Some charting packages shift these values to positive 0 to 100 by adding 100 to the formula. In this case, oversold levels are between 0, and 20 and overbought condition happens from 80 to 100.

%R is noisier than Stochastic %D, but with less lag, so together with the confirming candle pattern, it allows for a better reward to risk ratio and tends to show more trade opportunities than Stochastic does.


Intraday trading is a dangerous profession. More than 85% of traders fail because they buy when they should sell and sell when they should buy. To those new to mean reverting markets, please welcome the Williams Percent R system!

The system rules are rather straightforward:

Use the 10-14 period % R indicator, as in the above figure.

For long entries:

1.- Wait for the %R line to enter the oversold territory ( -80 to -100)

2.- Go long the next candle whose %R line is above -60

3.- handle your trade using a trailing stop of about 0.3%

3.- let it run until % R reaches overbought then tighten your trail stop, but let the market take you out.

For short entries:

1.- Wait for the %R line to enter the overbought territory ( -20 to 0)

2.- Go short the next candle whose %R line is below -30

3.- handle your trade using a trailing stop of about 0.3%

3.- let it run until % R reaches oversold then tighten your trail stop, but let the market take you out.

Backtesting a Williams %R system

We used the 10-period Williams %R signal, a 0.37% Trail stop and a 0.8% target on a 14-year 1h data of the EUR-USD. Below, the total trade analysis table and the equity curve using a constant one lot trade.

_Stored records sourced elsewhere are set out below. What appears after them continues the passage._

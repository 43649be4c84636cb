//! In-memory multi-unit device used by unit tests

use std::collections::{HashMap, HashSet};

use bytes::Bytes;

use crate::constants::{COIL_ON, EXCEPTION_GATEWAY_TARGET_FAILED, EXCEPTION_ILLEGAL_FUNCTION};
use crate::error::{ModbusError, ModbusResult};
use crate::pdu::pack_bits;
use crate::protocol::{DataSpace, ModbusFunction};
use crate::transport::{ModbusTransport, TransportStats};

#[derive(Debug, Default, Clone)]
pub(crate) struct Bank {
    pub coils: HashMap<u16, bool>,
    pub discrete_inputs: HashMap<u16, bool>,
    pub holding: HashMap<u16, u16>,
    pub input: HashMap<u16, u16>,
}

#[derive(Debug, Clone, Copy, PartialEq, Eq)]
pub(crate) struct Recorded {
    pub unit: u8,
    pub function: ModbusFunction,
    pub address: u16,
}

/// Simulated Modbus device with one bank per unit id and fault injection
#[derive(Debug, Default)]
pub(crate) struct SimulatedDevice {
    banks: HashMap<u8, Bank>,
    connected: bool,
    requests: Vec<Recorded>,
    read_failures: u32,
    failing_writes: HashSet<u16>,
    unsupported: HashSet<DataSpace>,
    drop_writes: bool,
    stats: TransportStats,
}

impl SimulatedDevice {
    pub fn new(units: &[u8]) -> Self {
        Self {
            banks: units.iter().map(|&u| (u, Bank::default())).collect(),
            connected: true,
            ..Default::default()
        }
    }

    /// Every unit's registers 0..100 hold its own id; coils mirror id parity
    pub fn tagged(units: &[u8]) -> Self {
        let mut device = Self::new(units);
        for (&unit, bank) in device.banks.iter_mut() {
            for addr in 0..100u16 {
                bank.holding.insert(addr, u16::from(unit));
                bank.input.insert(addr, u16::from(unit));
                bank.coils.insert(addr, unit % 2 == 1);
                bank.discrete_inputs.insert(addr, unit % 2 == 0);
            }
        }
        device
    }

    pub fn bank_mut(&mut self, unit: u8) -> &mut Bank {
        self.banks.entry(unit).or_default()
    }

    pub fn holding(&self, unit: u8, addr: u16) -> Option<u16> {
        self.banks.get(&unit)?.holding.get(&addr).copied()
    }

    pub fn coil(&self, unit: u8, addr: u16) -> Option<bool> {
        self.banks.get(&unit)?.coils.get(&addr).copied()
    }

    /// The next `n` reads time out
    pub fn fail_next_reads(&mut self, n: u32) {
        self.read_failures = n;
    }

    /// Writes touching `addr` fail at the socket level
    pub fn fail_writes_at(&mut self, addr: u16) {
        self.failing_writes.insert(addr);
    }

    /// Reads of `space` answer with Illegal Function
    pub fn mark_unsupported(&mut self, space: DataSpace) {
        self.unsupported.insert(space);
    }

    /// Acknowledge writes without applying them
    pub fn drop_writes(&mut self) {
        self.drop_writes = true;
    }

    pub fn requests(&self) -> &[Recorded] {
        &self.requests
    }

    fn handle(&mut self, unit: u8, function: ModbusFunction, payload: &[u8]) -> ModbusResult<Bytes> {
        if payload.len() < 4 {
            return Err(ModbusError::exception(function.to_u8(), 0x03));
        }
        let address = u16::from_be_bytes([payload[0], payload[1]]);
        let second = u16::from_be_bytes([payload[2], payload[3]]);
        self.requests.push(Recorded {
            unit,
            function,
            address,
        });

        let drop_writes = self.drop_writes;
        let Some(bank) = self.banks.get_mut(&unit) else {
            return Err(ModbusError::exception(
                function.to_u8(),
                EXCEPTION_GATEWAY_TARGET_FAILED,
            ));
        };

        let space = match function {
            ModbusFunction::ReadCoils => Some(DataSpace::Coils),
            ModbusFunction::ReadDiscreteInputs => Some(DataSpace::DiscreteInputs),
            ModbusFunction::ReadHoldingRegisters => Some(DataSpace::HoldingRegisters),
            ModbusFunction::ReadInputRegisters => Some(DataSpace::InputRegisters),
            _ => None,
        };

        if let Some(space) = space {
            if self.read_failures > 0 {
                self.read_failures -= 1;
                return Err(ModbusError::timeout("simulated read", 0));
            }
            if self.unsupported.contains(&space) {
                return Err(ModbusError::exception(
                    function.to_u8(),
                    EXCEPTION_ILLEGAL_FUNCTION,
                ));
            }
            let addrs = (0..second).map(|i| address.wrapping_add(i));
            let mut out = Vec::new();
            if space.is_bit_space() {
                let map = if space == DataSpace::Coils {
                    &bank.coils
                } else {
                    &bank.discrete_inputs
                };
                let bits: Vec<bool> = addrs.map(|a| map.get(&a).copied().unwrap_or(false)).collect();
                let packed = pack_bits(&bits);
                out.push(packed.len() as u8);
                out.extend_from_slice(&packed);
            } else {
                let map = if space == DataSpace::HoldingRegisters {
                    &bank.holding
                } else {
                    &bank.input
                };
                out.push((second * 2) as u8);
                for a in addrs {
                    out.extend_from_slice(&map.get(&a).copied().unwrap_or(0).to_be_bytes());
                }
            }
            return Ok(Bytes::from(out));
        }

        let count = match function {
            ModbusFunction::WriteMultipleCoils | ModbusFunction::WriteMultipleRegisters => second,
            _ => 1,
        };
        if (0..count).any(|i| self.failing_writes.contains(&address.wrapping_add(i))) {
            return Err(ModbusError::transport("simulated write failure"));
        }

        if !drop_writes {
            match function {
                ModbusFunction::WriteSingleCoil => {
                    bank.coils.insert(address, second == COIL_ON);
                }
                ModbusFunction::WriteSingleRegister => {
                    bank.holding.insert(address, second);
                }
                ModbusFunction::WriteMultipleCoils => {
                    let data = &payload[5..];
                    for i in 0..second {
                        let idx = i as usize;
                        let bit = data[idx / 8] & (1 << (idx % 8)) != 0;
                        bank.coils.insert(address.wrapping_add(i), bit);
                    }
                }
                ModbusFunction::WriteMultipleRegisters => {
                    let data = &payload[5..];
                    for (i, pair) in data.chunks_exact(2).enumerate() {
                        bank.holding
                            .insert(address.wrapping_add(i as u16), u16::from_be_bytes([pair[0], pair[1]]));
                    }
                }
                _ => {}
            }
        }
        Ok(Bytes::copy_from_slice(&payload[..4]))
    }
}

impl ModbusTransport for SimulatedDevice {
    async fn request(
        &mut self,
        unit_id: u8,
        function: ModbusFunction,
        payload: &[u8],
    ) -> ModbusResult<Bytes> {
        if !self.connected {
            return Err(ModbusError::connection("simulated device closed"));
        }
        self.stats.requests_sent += 1;
        let result = self.handle(unit_id, function, payload);
        match &result {
            Ok(_) => self.stats.responses_received += 1,
            Err(_) => self.stats.errors += 1,
        }
        result
    }

    fn is_connected(&self) -> bool {
        self.connected
    }

    async fn close(&mut self) -> ModbusResult<()> {
        self.connected = false;
        Ok(())
    }

    fn get_stats(&self) -> TransportStats {
        self.stats.clone()
    }
}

That is the standard way to assess the quality of a system. The important parameter here is not the amount won, but its statistical characteristics and curve smoothness.

This system delivers close to 4 million euro along 14 years, using a proportional 1.5% risk sizing strategy, with about 35% drawdown. In the case of a one-lot contract, the drawdown is just 7%.

The percent profitable is very good, with an overall 48.11% of positive trades, although we observe that this grows to 58.27% on long trades and shrinks to 42.25% on short trades.

The ratio win/loss that measures the reward we get for the risk we hold is not spectacular, but it’s fairly good on a system with no filter to allow only trades with the primary trend.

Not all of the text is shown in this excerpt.